Jeff Braithwaite of Corrosion Science & Technology Dept. 1832 suggests incorporating materials degradation models into risk assessments of pipelines, in much the same way materials performance models are applied to Sandia’s weapons surety work.
“Essentially it’s adding real-time sensor data, our fundamental understanding of materials behavior, and statistical uncertainty to identify what we call ‘vulnerabilities’ in weapons systems,” he says. “You could combine models describing corrosion, thermally induced stresses on materials, and the ages, types, and locations of sections of pipe to create a code that predicts and prioritizes trouble spots.”
Already Sandia has employed simple “predictive risk assessment” methodologies to manufacturing tools, gun boxes on helicopters, and other DoD aircraft.
Bettering our national infrastructures
“This is the kind of thing that really floats our boats — using the wealth of expertise, unique facilities, and good people at the Labs to solve national problems,” says Dan. “It’s important that we get chances to tackle these kinds of high-profile problems.”
“The surety of the oil and gas distribution system in the US has been a major concern of our Critical Infrastructure Protection initiative since we started the program four years ago,” says Sam Varnado, Center 6200 Director. “We applaud Sen. Bingaman’s initiative in trying to get increased federal funding for R&D in this area. We are working to build partnerships with NETL and the DOT so that we can be more effective in bringing our technology to bear.”

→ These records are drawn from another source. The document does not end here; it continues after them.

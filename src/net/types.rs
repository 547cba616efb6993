//! Wire DTOs for the auth collaborators.
//!
//! DESIGN
//! ======
//! The auth endpoints are served outside the `/api` channel and answer in the
//! backend's snake_case; field names here mirror that verbatim.

#[cfg(test)]
#[path = "types_test.rs"]
mod types_test;

use serde::de::Error as _;
use serde::{Deserialize, Deserializer, Serialize};

/// Resolved identity of the signed-in user.
#[derive(Clone, Debug, PartialEq, Eq, Serialize, Deserialize)]
pub struct UserProfile {
    /// User identifier; the backend emits strings, legacy rows emit numbers.
    #[serde(deserialize_with = "deserialize_id")]
    pub id: String,
    pub email: String,
    #[serde(default)]
    pub full_name: Option<String>,
    #[serde(default)]
    pub is_admin: bool,
}

impl UserProfile {
    /// Name to show in the UI, falling back to the email address.
    #[must_use]
    pub fn display_name(&self) -> &str {
        self.full_name
            .as_deref()
            .filter(|name| !name.trim().is_empty())
            .unwrap_or(&self.email)
    }
}

/// Successful credential exchange.
#[derive(Clone, Debug, PartialEq, Eq, Deserialize)]
pub struct TokenResponse {
    pub access_token: String,
    #[serde(default)]
    pub token_type: Option<String>,
}

/// Registration request body.
#[derive(Clone, Debug, PartialEq, Eq, Serialize)]
pub struct RegisterRequest {
    pub email: String,
    pub password: String,
    pub full_name: Option<String>,
}

/// Structured error body returned by the backend on 4xx/5xx.
#[derive(Clone, Debug, Default, PartialEq, Eq, Deserialize)]
pub struct ApiErrorBody {
    #[serde(default)]
    pub detail: Option<String>,
    #[serde(default)]
    pub message: Option<String>,
}

impl ApiErrorBody {
    /// Parse an error body, tolerating non-JSON and non-string `detail` values.
    #[must_use]
    pub fn parse(raw: &str) -> Option<Self> {
        let value: serde_json::Value = serde_json::from_str(raw).ok()?;
        let text = |key: &str| value.get(key).and_then(serde_json::Value::as_str).map(str::to_owned);
        let body = Self { detail: text("detail"), message: text("message") };
        (body.detail.is_some() || body.message.is_some()).then_some(body)
    }

    /// First non-empty human-readable reason, `detail` before `message`.
    #[must_use]
    pub fn reason(&self) -> Option<&str> {
        [self.detail.as_deref(), self.message.as_deref()]
            .into_iter()
            .flatten()
            .find(|s| !s.trim().is_empty())
    }
}

fn deserialize_id<'de, D>(deserializer: D) -> Result<String, D::Error>
where
    D: Deserializer<'de>,
{
    match serde_json::Value::deserialize(deserializer)? {
        serde_json::Value::String(s) => Ok(s),
        serde_json::Value::Number(n) => Ok(n.to_string()),
        other => Err(D::Error::custom(format!("expected string or number id, got {other}"))),
    }
}
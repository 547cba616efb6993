//! Root application component with routing and context providers.

use std::sync::Arc;

use leptos::prelude::*;
use leptos_meta::{Title, provide_meta_context};
use leptos_router::{
    StaticSegment,
    components::{Route, Router, Routes},
};

use crate::config::ClientConfig;
use crate::net::api::ApiClient;
use crate::net::auth_api::HttpAuthBackend;
use crate::net::transport::{FetchTransport, Transport};
use crate::pages::{
    admin::AdminPage, forbidden::ForbiddenPage, home::LandingPage, jira::JiraSearchPage, login::AuthPage,
    not_found::NotFoundPage,
};
use crate::router::guard::NavigationGuard;
use crate::state::credential::{BrowserCredentialStore, CredentialStore};
use crate::state::session::Session;
use crate::util::auth::{RouteGate, mirror_session};

/// HTML shell rendered on the server for SSR + hydration.
#[cfg(feature = "ssr")]
pub fn shell(options: LeptosOptions) -> impl IntoView {
    use leptos_meta::MetaTags;

    view! {
        <!DOCTYPE html>
        <html lang="en">
            <head>
                <meta charset="utf-8"/>
                <meta name="viewport" content="width=device-width, initial-scale=1"/>
                <AutoReload options=options.clone()/>
                <HydrationScripts options/>
                <MetaTags/>
            </head>
            <body>
                <App/>
            </body>
        </html>
    }
}

/// Root application component.
///
/// Wires the session, guard and API client once and provides them to every
/// page through context.
#[component]
pub fn App() -> impl IntoView {
    provide_meta_context();

    let config = ClientConfig::from_build_env().unwrap_or_else(|e| {
        leptos::logging::warn!("ignoring build configuration: {e}");
        ClientConfig::default()
    });

    let transport: Arc<dyn Transport> = Arc::new(FetchTransport::new(config.request_timeout));
    let store: Arc<dyn CredentialStore> = Arc::new(BrowserCredentialStore::new(config.storage_key.clone()));
    let backend = Arc::new(HttpAuthBackend::new(Arc::clone(&transport), config.clone()));
    let session = Session::new(store, backend);
    let guard = NavigationGuard::new(session.clone(), &config);
    let api = ApiClient::new(transport, session.clone(), config.clone());
    let auth = mirror_session(&session);

    provide_context(config);
    provide_context(session);
    provide_context(guard);
    provide_context(api);
    provide_context(auth);

    view! {
        <Title text="optool"/>

        <Router>
            <RouteGate>
                <Routes fallback=|| view! { <NotFoundPage/> }>
                    <Route path=StaticSegment("") view=AuthPage/>
                    <Route path=StaticSegment("app") view=LandingPage/>
                    <Route path=(StaticSegment("jira"), StaticSegment("search")) view=JiraSearchPage/>
                    <Route path=StaticSegment("admin") view=AdminPage/>
                    <Route path=StaticSegment("forbidden") view=ForbiddenPage/>
                </Routes>
            </RouteGate>
        </Router>
    }
}
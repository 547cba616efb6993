//! Shared auth UI helpers.
//!
//! SYSTEM CONTEXT
//! ==============
//! The session lives outside the reactive graph. These helpers mirror it into
//! a signal and run the navigation guard whenever the location changes, so
//! pages only ever render after the guard has allowed them.

#[cfg(test)]
#[path = "auth_test.rs"]
mod auth_test;

use std::sync::Arc;
use std::sync::atomic::{AtomicU64, Ordering};

use leptos::prelude::*;
use leptos_router::NavigateOptions;
use leptos_router::hooks::{use_location, use_navigate};

use crate::router::guard::{Navigation, NavigationGuard};
use crate::state::auth::AuthState;
use crate::state::session::Session;

/// Signal that tracks every session change.
pub fn mirror_session(session: &Session) -> RwSignal<AuthState> {
    let auth = RwSignal::new(session.snapshot());
    session.watch(move |state| auth.set(state.clone()));
    auth
}

/// Join a location's pathname and search into the path the guard evaluates.
pub fn full_path(pathname: &str, search: &str) -> String {
    let search = search.strip_prefix('?').unwrap_or(search);
    if search.is_empty() { pathname.to_owned() } else { format!("{pathname}?{search}") }
}

/// Run `guard` on every location change and navigate away on redirects.
///
/// Returns the full path most recently allowed. Navigations are not
/// cancellable, so every evaluation completes; only the newest one is
/// applied.
pub fn install_route_guard<F>(guard: NavigationGuard, navigate: F) -> RwSignal<Option<String>>
where
    F: Fn(&str, NavigateOptions) + Clone + 'static,
{
    let location = use_location();
    let allowed = RwSignal::new(None::<String>);
    let latest = Arc::new(AtomicU64::new(0));

    Effect::new(move || {
        let target = full_path(&location.pathname.get(), &location.search.get());
        let seq = latest.fetch_add(1, Ordering::SeqCst) + 1;
        let guard = guard.clone();
        let navigate = navigate.clone();
        let latest = Arc::clone(&latest);

        leptos::task::spawn_local(async move {
            let outcome = guard.evaluate(&target).await;
            if latest.load(Ordering::SeqCst) != seq {
                return;
            }
            match outcome {
                Navigation::Allow => allowed.set(Some(target)),
                Navigation::Redirect(to) => {
                    navigate(&to, NavigateOptions { replace: true, ..NavigateOptions::default() });
                }
            }
        });
    });

    allowed
}

/// Renders its children only once the guard has allowed the current location.
#[component]
pub fn RouteGate(children: ChildrenFn) -> impl IntoView {
    let guard = expect_context::<NavigationGuard>();
    let navigate = use_navigate();
    let location = use_location();
    let allowed = install_route_guard(guard, navigate);

    let ready = move || {
        let current = full_path(&location.pathname.get(), &location.search.get());
        allowed.get().is_some_and(|path| path == current)
    };

    view! {
        <Show when=ready fallback=|| view! { <div class="route-pending"></div> }>
            {children()}
        </Show>
    }
}
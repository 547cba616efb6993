//! Networking modules for the auth endpoints and the `/api` channel.
//!
//! SYSTEM CONTEXT
//! ==============
//! `transport` moves raw requests, `auth_api` talks to the login/profile/
//! register endpoints, `authenticator` attaches the session credential and
//! reacts to rejections, and `api` is the typed client feature code uses.

pub mod api;
pub mod auth_api;
pub mod authenticator;
pub mod case;
pub mod error;
pub mod transport;
pub mod types;
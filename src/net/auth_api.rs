//! Auth collaborators: credential exchange, profile lookup, registration.
//!
//! SYSTEM CONTEXT
//! ==============
//! These endpoints live beside the `/api` channel, not on it. The session
//! owns their error handling, so a 401 here never triggers forced logout.

#[cfg(test)]
#[path = "auth_api_test.rs"]
mod auth_api_test;

use std::sync::Arc;

use super::error::ApiError;
use super::transport::{HttpRequest, Method, Transport};
use super::types::{RegisterRequest, TokenResponse, UserProfile};
use crate::config::ClientConfig;

fn login_endpoint(config: &ClientConfig) -> String {
    config.auth_url("login")
}

fn profile_endpoint(config: &ClientConfig) -> String {
    config.auth_url("me")
}

fn register_endpoint(config: &ClientConfig) -> String {
    config.auth_url("register")
}

/// Backend operations the session depends on.
#[async_trait::async_trait(?Send)]
pub trait AuthBackend: Send + Sync {
    /// Exchange an identifier and secret for a bearer token.
    async fn exchange(&self, identifier: &str, secret: &str) -> Result<String, ApiError>;

    /// Resolve the identity behind `token`.
    async fn fetch_profile(&self, token: &str) -> Result<UserProfile, ApiError>;

    /// Submit a registration request. Success does not sign the user in.
    async fn register(&self, request: &RegisterRequest) -> Result<(), ApiError>;
}

/// `AuthBackend` over an HTTP `Transport`.
#[derive(Clone)]
pub struct HttpAuthBackend {
    transport: Arc<dyn Transport>,
    config: ClientConfig,
}

impl HttpAuthBackend {
    #[must_use]
    pub fn new(transport: Arc<dyn Transport>, config: ClientConfig) -> Self {
        Self { transport, config }
    }
}

#[async_trait::async_trait(?Send)]
impl AuthBackend for HttpAuthBackend {
    async fn exchange(&self, identifier: &str, secret: &str) -> Result<String, ApiError> {
        let request = HttpRequest::new(Method::Post, login_endpoint(&self.config))
            .with_form(&[("username", identifier), ("password", secret)]);
        let token: TokenResponse = self.transport.send(request).await?.error_for_status()?.json()?;
        if token.access_token.is_empty() {
            return Err(ApiError::Malformed("empty access_token".to_owned()));
        }
        Ok(token.access_token)
    }

    async fn fetch_profile(&self, token: &str) -> Result<UserProfile, ApiError> {
        let request = HttpRequest::get(profile_endpoint(&self.config)).with_bearer(token);
        self.transport.send(request).await?.error_for_status()?.json()
    }

    async fn register(&self, request: &RegisterRequest) -> Result<(), ApiError> {
        let body = serde_json::to_value(request).map_err(|e| ApiError::Malformed(e.to_string()))?;
        let request = HttpRequest::new(Method::Post, register_endpoint(&self.config)).with_json(body);
        self.transport.send(request).await?.error_for_status()?;
        Ok(())
    }
}
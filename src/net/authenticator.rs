//! Credential attachment and rejection handling for the `/api` channel.
//!
//! ERROR HANDLING
//! ==============
//! A 401 logs the session out as a side effect and is still returned to the
//! caller. Other failures pass through untouched. A stale rejection racing a
//! fresh login is last-writer-wins; both sides are total overwrites.

#[cfg(test)]
#[path = "authenticator_test.rs"]
mod authenticator_test;

use super::case::camelize_keys;
use super::error::ApiError;
use super::transport::{HttpRequest, HttpResponse};
use crate::state::session::Session;

/// Request/response hooks bound to one session.
#[derive(Debug, Clone)]
pub struct RequestAuthenticator {
    session: Session,
}

impl RequestAuthenticator {
    #[must_use]
    pub fn new(session: Session) -> Self {
        Self { session }
    }

    /// Outgoing hook: attach the bearer credential when one is held.
    #[must_use]
    pub fn authorize(&self, request: HttpRequest) -> HttpRequest {
        match self.session.credential() {
            Some(token) => request.with_bearer(&token),
            None => request,
        }
    }

    /// Incoming hook: classify the response and rewrite payload keys.
    ///
    /// # Errors
    ///
    /// Returns the transport or status failure unchanged; a 401 additionally
    /// forces logout before being returned.
    pub fn inspect(&self, result: Result<HttpResponse, ApiError>) -> Result<serde_json::Value, ApiError> {
        match result.and_then(HttpResponse::error_for_status) {
            Ok(response) => Ok(camelize_keys(response.json()?)),
            Err(err) => {
                if err.is_credential_rejected() {
                    self.session.force_logout();
                }
                Err(err)
            }
        }
    }
}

“Our Critical Infrastructure Protection team had already looked at issues of gas pipeline performance, so we were able to respond [to Bingaman’s request] knowledgeably with less than 24 hours’ notice,” adds Bob Eagan, VP of Energy, Information, and Infrastructure Surety Div. 6000. “As the Carlsbad explosion makes all too clear, catastrophic failures of our systems can have immediate and tragic consequences. We look forward to helping regulators and the pipeline industry by developing and applying technologies that enhance the safety of this critical infrastructure.”